- [Given data]:
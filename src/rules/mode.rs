//! Crafting mode identifiers.

use std::str::FromStr;

use serde::{Deserialize, Serialize};

use crate::core::SimError;
use crate::modes::{Alchemy, Forging, Kitchen};

use super::engine::CraftingRules;

static KITCHEN: Kitchen = Kitchen;
static FORGING: Forging = Forging;
static ALCHEMY: Alchemy = Alchemy;

/// Implemented crafting modes.
#[derive(Clone, Copy, Debug, PartialEq, Eq, Hash, PartialOrd, Ord, Serialize, Deserialize)]
#[serde(rename_all = "lowercase")]
pub enum CraftingMode {
    Kitchen,
    Forging,
    Alchemy,
}

impl CraftingMode {
    /// All implemented modes.
    pub const ALL: [CraftingMode; 3] = [
        CraftingMode::Kitchen,
        CraftingMode::Forging,
        CraftingMode::Alchemy,
    ];

    /// Configuration name of the mode.
    #[must_use]
    pub const fn name(self) -> &'static str {
        match self {
            CraftingMode::Kitchen => "kitchen",
            CraftingMode::Forging => "forging",
            CraftingMode::Alchemy => "alchemy",
        }
    }

    /// Rules implementation for the mode.
    #[must_use]
    pub fn rules(self) -> &'static dyn CraftingRules {
        match self {
            CraftingMode::Kitchen => &KITCHEN,
            CraftingMode::Forging => &FORGING,
            CraftingMode::Alchemy => &ALCHEMY,
        }
    }
}

impl FromStr for CraftingMode {
    type Err = SimError;

    fn from_str(s: &str) -> Result<Self, Self::Err> {
        Self::ALL
            .into_iter()
            .find(|mode| mode.name() == s)
            .ok_or_else(|| SimError::NoImplementation(s.to_string()))
    }
}

impl std::fmt::Display for CraftingMode {
    fn fmt(&self, f: &mut std::fmt::Formatter<'_>) -> std::fmt::Result {
        f.write_str(self.name())
    }
}

#[cfg(test)]
mod tests {
    use super::*;

    #[test]
    fn test_parse_known_modes() {
        for mode in CraftingMode::ALL {
            assert_eq!(mode.name().parse::<CraftingMode>(), Ok(mode));
            assert_eq!(mode.rules().mode(), mode);
        }
    }

    #[test]
    fn test_unknown_mode_is_no_implementation() {
        assert_eq!(
            "tailoring".parse::<CraftingMode>(),
            Err(SimError::NoImplementation("tailoring".to_string()))
        );
    }

    #[test]
    fn test_serde_uses_lowercase_names() {
        let json = serde_json::to_string(&CraftingMode::Forging).unwrap();
        assert_eq!(json, "\"forging\"");
    }
}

- [Prompt]:
Give the number of lines in the material above that include the string "Result", with no further text.

- [Exercise output]:
2